• _WHAT IS REQUIRED_
Up through the line that contains "are returned to", retype the entries exactly, beginning at the very first line.
----- MATERIAL PROVIDED -----
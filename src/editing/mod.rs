//! Per-record-type editing support: what a tree node displays, which editor it uses
//! and which [`Operation`] a committed value turns into.
//!
//! Dispatch happens on the node kind (exhaustively) and then on the node's slot index,
//! see [`crate::node::slot`]. Nothing here mutates a record; operations are returned to
//! the caller, who hands them to [`crate::History`] for execution.

mod action;
mod alternative_carrier;
mod default;
mod mime;
mod text;
mod uri;

pub use action::ActionEditingSupport;
pub use alternative_carrier::AlternativeCarrierEditingSupport;
pub use default::{DefaultRecordEditingSupport, choice_editor, record_type_choice_editor};
pub use mime::MimeEditingSupport;
pub use text::TextEditingSupport;
pub use uri::UriEditingSupport;

use crate::{
    EditError, FileLoader, FsLoader, NodeKind, Record, RecordType, TreeNode,
    operation::{Edit, Field, FieldValue, ListField, Operation},
    statics,
};

/// A value as committed by (or displayed in) a cell editor.
#[derive(Debug, Clone, PartialEq, Eq)]
pub enum CellValue {
    Text(String),
    /// Ordinal in the field's value domain; `None` is unset.
    Choice(Option<usize>),
}

impl CellValue {
    /// Decode a raw choice-widget index; `-1` (nothing selected) means unset.
    pub fn from_choice_index(index: i32) -> Result<Self, EditError> {
        match index {
            -1 => Ok(CellValue::Choice(None)),
            i => usize::try_from(i)
                .map(|i| CellValue::Choice(Some(i)))
                .map_err(|_| EditError::InvalidChoiceIndex(index)),
        }
    }

    pub fn type_name(&self) -> &'static str {
        match self {
            CellValue::Text(_) => "text",
            CellValue::Choice(_) => "choice",
        }
    }

    pub fn into_text(self) -> Result<String, EditError> {
        match self {
            CellValue::Text(s) => Ok(s),
            other => Err(EditError::ValueType {
                expected: "text",
                found: other.type_name(),
            }),
        }
    }

    pub fn into_choice(self) -> Result<Option<usize>, EditError> {
        match self {
            CellValue::Choice(selection) => Ok(selection),
            other => Err(EditError::ValueType {
                expected: "choice",
                found: other.type_name(),
            }),
        }
    }
}

/// Items of a choice editor, optionally headed by an "unset" entry.
#[derive(Debug, Clone, PartialEq, Eq)]
pub struct ChoiceEditor {
    items: Vec<String>,
    nullable: bool,
}

impl ChoiceEditor {
    pub fn new(values: Vec<String>, nullable: bool) -> Self {
        let items = if nullable {
            std::iter::once(statics::EN_CHOICE_UNSET.to_string())
                .chain(values)
                .collect()
        } else {
            values
        };
        Self { items, nullable }
    }

    /// Items as shown in the widget, including the leading unset entry if any.
    pub fn items(&self) -> &[String] {
        &self.items
    }

    pub fn nullable(&self) -> bool {
        self.nullable
    }

    /// Widget index showing `selection`; `-1` when nothing is selected.
    pub fn widget_index(&self, selection: Option<usize>) -> i32 {
        let index = match (selection, self.nullable) {
            (None, true) => Some(0),
            (None, false) => None,
            (Some(i), true) => Some(i + 1),
            (Some(i), false) => Some(i),
        };
        index.and_then(|i| i32::try_from(i).ok()).unwrap_or(-1)
    }

    /// Committed value for a raw widget index.
    pub fn selection(&self, widget_index: i32) -> Result<CellValue, EditError> {
        match CellValue::from_choice_index(widget_index)? {
            CellValue::Choice(Some(i)) if i >= self.items.len() => Err(EditError::ChoiceOutOfRange {
                index: i,
                len: self.items.len(),
            }),
            CellValue::Choice(Some(i)) if self.nullable => Ok(CellValue::Choice(i.checked_sub(1))),
            other => Ok(other),
        }
    }
}

#[derive(Debug, Clone, PartialEq, Eq)]
pub enum CellEditor {
    /// Single-line free text.
    Text,
    Choice(ChoiceEditor),
    /// Value is imported from a file picked by the host; commits the path as text.
    ///
    /// The cell displays a size summary of the imported bytes, not the path, so a
    /// committed path does not read back. The bytes themselves do: revoking restores
    /// the previous content and its summary. Committing an empty path changes nothing.
    File { mime_type_hint: Option<String> },
}

/// Resolves value, editor and operation for the nodes of one record type.
pub trait RecordEditingSupport {
    /// Static classification by node kind: list containers only group their items.
    fn can_edit(&self, node: &TreeNode) -> bool {
        match node.kind() {
            NodeKind::PropertyList => false,
            NodeKind::Record
            | NodeKind::ParentProperty
            | NodeKind::Property
            | NodeKind::PropertyListItem => true,
        }
    }

    fn value(&self, record: &Record, node: &TreeNode) -> Result<CellValue, EditError>;

    /// Build the operation for a committed value, `None` if nothing changes.
    /// The operation is not executed.
    fn set_value(
        &self,
        record: &Record,
        node: &TreeNode,
        value: CellValue,
    ) -> Result<Option<Operation>, EditError>;

    /// `None` for nodes edited only through their children.
    fn cell_editor(&self, record: &Record, node: &TreeNode)
    -> Result<Option<CellEditor>, EditError>;

    /// The list field behind a list container or list item node.
    fn list_field(&self, node: &TreeNode) -> Result<ListField, EditError> {
        Err(unsupported(node))
    }
}

pub(crate) fn unsupported(node: &TreeNode) -> EditError {
    EditError::UnsupportedNode {
        record_type: node.record_type(),
        kind: node.kind(),
        index: node.parent_index(),
    }
}

/// Committed text for a nullable field: empty means unset.
pub(crate) fn text_or_unset(text: String) -> Option<String> {
    if text.is_empty() { None } else { Some(text) }
}

pub(crate) fn decode_choice<E: crate::Enumerated>(
    selection: Option<usize>,
) -> Result<Option<E>, EditError> {
    selection
        .map(|index| {
            E::from_ordinal(index).ok_or(EditError::ChoiceOutOfRange {
                index,
                len: E::VALUES.len(),
            })
        })
        .transpose()
}

/// Operation replacing `field` with `next`, or `None` when the value is unchanged.
pub(crate) fn property_edit(
    record: &Record,
    field: Field,
    next: FieldValue,
) -> Result<Option<Operation>, EditError> {
    let previous = field.read(record)?;
    if previous.same_as(&next) {
        return Ok(None);
    }
    Ok(Some(Operation::new(
        record.id(),
        Edit::Property {
            field,
            previous,
            next,
        },
    )))
}

pub(crate) fn list_item_edit(
    record: &Record,
    list: ListField,
    index: usize,
    next: String,
) -> Result<Option<Operation>, EditError> {
    let previous = list.get(record, index)?;
    if previous == next {
        return Ok(None);
    }
    Ok(Some(Operation::new(
        record.id(),
        Edit::ListItem {
            list,
            index,
            previous: previous.to_string(),
            next,
        },
    )))
}

/// Entry point for editor hosts: picks the editing support for a node's record type.
pub struct EditingSupport {
    alternative_carrier: AlternativeCarrierEditingSupport,
    text: TextEditingSupport,
    uri: UriEditingSupport,
    action: ActionEditingSupport,
    mime: MimeEditingSupport,
}

impl Default for EditingSupport {
    fn default() -> Self {
        Self::new(Box::new(FsLoader))
    }
}

impl EditingSupport {
    pub fn new(loader: Box<dyn FileLoader>) -> Self {
        Self {
            alternative_carrier: AlternativeCarrierEditingSupport::default(),
            text: TextEditingSupport::default(),
            uri: UriEditingSupport::default(),
            action: ActionEditingSupport::default(),
            mime: MimeEditingSupport::new(loader),
        }
    }

    pub fn for_record_type(&self, record_type: RecordType) -> &dyn RecordEditingSupport {
        match record_type {
            RecordType::AlternativeCarrier => &self.alternative_carrier,
            RecordType::Text => &self.text,
            RecordType::Uri => &self.uri,
            RecordType::Action => &self.action,
            RecordType::Mime => &self.mime,
        }
    }

    pub fn can_edit(&self, node: &TreeNode) -> bool {
        self.for_record_type(node.record_type()).can_edit(node)
    }

    pub fn value(&self, record: &Record, node: &TreeNode) -> Result<CellValue, EditError> {
        check_node_record(record, node)?;
        self.for_record_type(node.record_type()).value(record, node)
    }

    pub fn set_value(
        &self,
        record: &Record,
        node: &TreeNode,
        value: CellValue,
    ) -> Result<Option<Operation>, EditError> {
        check_node_record(record, node)?;
        let op = self
            .for_record_type(node.record_type())
            .set_value(record, node, value)?;
        if let Some(op) = &op {
            tracing::debug!(record = %record.id(), change = %op.description(), "built operation");
        }
        Ok(op)
    }

    pub fn cell_editor(
        &self,
        record: &Record,
        node: &TreeNode,
    ) -> Result<Option<CellEditor>, EditError> {
        check_node_record(record, node)?;
        self.for_record_type(node.record_type())
            .cell_editor(record, node)
    }

    /// Operation inserting `value` into a list: appended when `node` is the list
    /// container, placed right after `node` when it is a list item.
    pub fn insert_list_item(
        &self,
        record: &Record,
        node: &TreeNode,
        value: String,
    ) -> Result<Operation, EditError> {
        check_node_record(record, node)?;
        let list = self.for_record_type(node.record_type()).list_field(node)?;
        let index = match node.kind() {
            NodeKind::PropertyList => list.len(record)?,
            NodeKind::PropertyListItem => node.parent_index() + 1,
            NodeKind::Record | NodeKind::ParentProperty | NodeKind::Property => {
                return Err(unsupported(node));
            }
        };
        let len = list.len(record)?;
        if index > len {
            return Err(EditError::ListIndexOutOfRange { index, len });
        }
        Ok(Operation::new(
            record.id(),
            Edit::InsertListItem { list, index, value },
        ))
    }

    /// Operation removing the list item at `node`.
    pub fn remove_list_item(&self, record: &Record, node: &TreeNode) -> Result<Operation, EditError> {
        check_node_record(record, node)?;
        if node.kind() != NodeKind::PropertyListItem {
            return Err(unsupported(node));
        }
        let list = self.for_record_type(node.record_type()).list_field(node)?;
        let index = node.parent_index();
        let value = list.get(record, index)?.to_string();
        Ok(Operation::new(
            record.id(),
            Edit::RemoveListItem { list, index, value },
        ))
    }
}

fn check_node_record(record: &Record, node: &TreeNode) -> Result<(), EditError> {
    if node.record() != record.id() {
        return Err(EditError::TargetMismatch {
            expected: node.record(),
            actual: record.id(),
        });
    }
    Ok(())
}

#[cfg(test)]
mod tests {
    use super::{CellValue, ChoiceEditor};
    use crate::EditError;

    #[test]
    fn choice_index_minus_one_is_unset() {
        assert_eq!(CellValue::from_choice_index(-1).unwrap(), CellValue::Choice(None));
        assert_eq!(CellValue::from_choice_index(2).unwrap(), CellValue::Choice(Some(2)));
    }

    #[test]
    fn other_negative_choice_indices_are_rejected() {
        let err = CellValue::from_choice_index(-7).unwrap_err();
        assert!(matches!(err, EditError::InvalidChoiceIndex(-7)));
        assert!(err.is_fatal());

        let editor = ChoiceEditor::new(vec!["A".to_string()], true);
        assert!(matches!(
            editor.selection(-2),
            Err(EditError::InvalidChoiceIndex(-2))
        ));
        assert!(matches!(
            editor.selection(2),
            Err(EditError::ChoiceOutOfRange { index: 2, len: 2 })
        ));
    }

    #[test]
    fn nullable_choice_editor_shifts_widget_indices() {
        let editor = ChoiceEditor::new(vec!["A".to_string(), "B".to_string()], true);
        assert_eq!(editor.items(), ["-", "A", "B"]);
        assert_eq!(editor.widget_index(None), 0);
        assert_eq!(editor.widget_index(Some(1)), 2);
        assert_eq!(editor.selection(0).unwrap(), CellValue::Choice(None));
        assert_eq!(editor.selection(2).unwrap(), CellValue::Choice(Some(1)));
        assert_eq!(editor.selection(-1).unwrap(), CellValue::Choice(None));

        let editor = ChoiceEditor::new(vec!["A".to_string()], false);
        assert_eq!(editor.widget_index(None), -1);
        assert_eq!(editor.selection(0).unwrap(), CellValue::Choice(Some(0)));
    }
}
-----
• _PROBLEM SOLUTION_
filename src/editing/mod.rs
//! Per-record-type editing support: what a tree node displays, which editor it uses
//! and which [`Operation`] a committed value turns into.
//!
//! Dispatch happens on the node kind (exhaustively) and then on the node's slot index,
//! see [`crate::node::slot`]. Nothing here mutates a record; operations are returned to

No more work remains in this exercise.